╭─ Dataset records

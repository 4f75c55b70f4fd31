use serde::{Deserialize, Serialize};
use std::fmt;

use crate::config::PLACEHOLDER_RECORD_TYPES;

/// A server-defined category of manageable records, e.g. `"delusions"`.
///
/// The identifier doubles as the `table` query parameter of the admin API and
/// as the first path segment of the public card pages.
#[derive(Debug, Clone, PartialEq, Eq, Hash, PartialOrd, Ord, Serialize, Deserialize)]
#[serde(transparent)]
pub struct RecordType(String);

impl RecordType {
    pub fn new(name: impl Into<String>) -> Self {
        Self(name.into())
    }

    pub fn as_str(&self) -> &str {
        &self.0
    }

    /// Display label: the identifier with its first letter upper-cased.
    pub fn label(&self) -> String {
        let mut chars = self.0.chars();
        match chars.next() {
            Some(first) => first.to_uppercase().chain(chars).collect(),
            None => String::new(),
        }
    }

    /// Types offered when the server list is unavailable.
    pub fn placeholders() -> Vec<RecordType> {
        PLACEHOLDER_RECORD_TYPES.iter().map(|name| RecordType::new(*name)).collect()
    }
}

impl fmt::Display for RecordType {
    fn fmt(&self, f: &mut fmt::Formatter<'_>) -> fmt::Result {
        f.write_str(&self.0)
    }
}

impl From<&str> for RecordType {
    fn from(name: &str) -> Self {
        Self::new(name)
    }
}

#[cfg(test)]
mod tests {
    use super::*;

    #[test]
    fn label_capitalises_first_letter() {
        assert_eq!(RecordType::from("delusions").label(), "Delusions");
        assert_eq!(RecordType::from("").label(), "");
    }

    #[test]
    fn placeholders_match_the_fixed_set() {
        let labels: Vec<String> = RecordType::placeholders().iter().map(RecordType::label).collect();
        assert_eq!(labels, ["Delusions", "Thoughts", "Interests", "Passions"]);
    }
}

╰─

**What to work on**
Output, from the data above, the lines from the line with "impl fmt::Display for" to the line with "let labels: Vec<String>" exactly as they stand, both ends included and nothing else.

**Expected answer**
impl fmt::Display for RecordType {
    fn fmt(&self, f: &mut fmt::Formatter<'_>) -> fmt::Result {
        f.write_str(&self.0)
    }
}

impl From<&str> for RecordType {
    fn from(name: &str) -> Self {
        Self::new(name)
    }
}

#[cfg(test)]
mod tests {
    use super::*;

    #[test]
    fn label_capitalises_first_letter() {
        assert_eq!(RecordType::from("delusions").label(), "Delusions");
        assert_eq!(RecordType::from("").label(), "");
    }

    #[test]
    fn placeholders_match_the_fixed_set() {
        let labels: Vec<String> = RecordType::placeholders().iter().map(RecordType::label).collect();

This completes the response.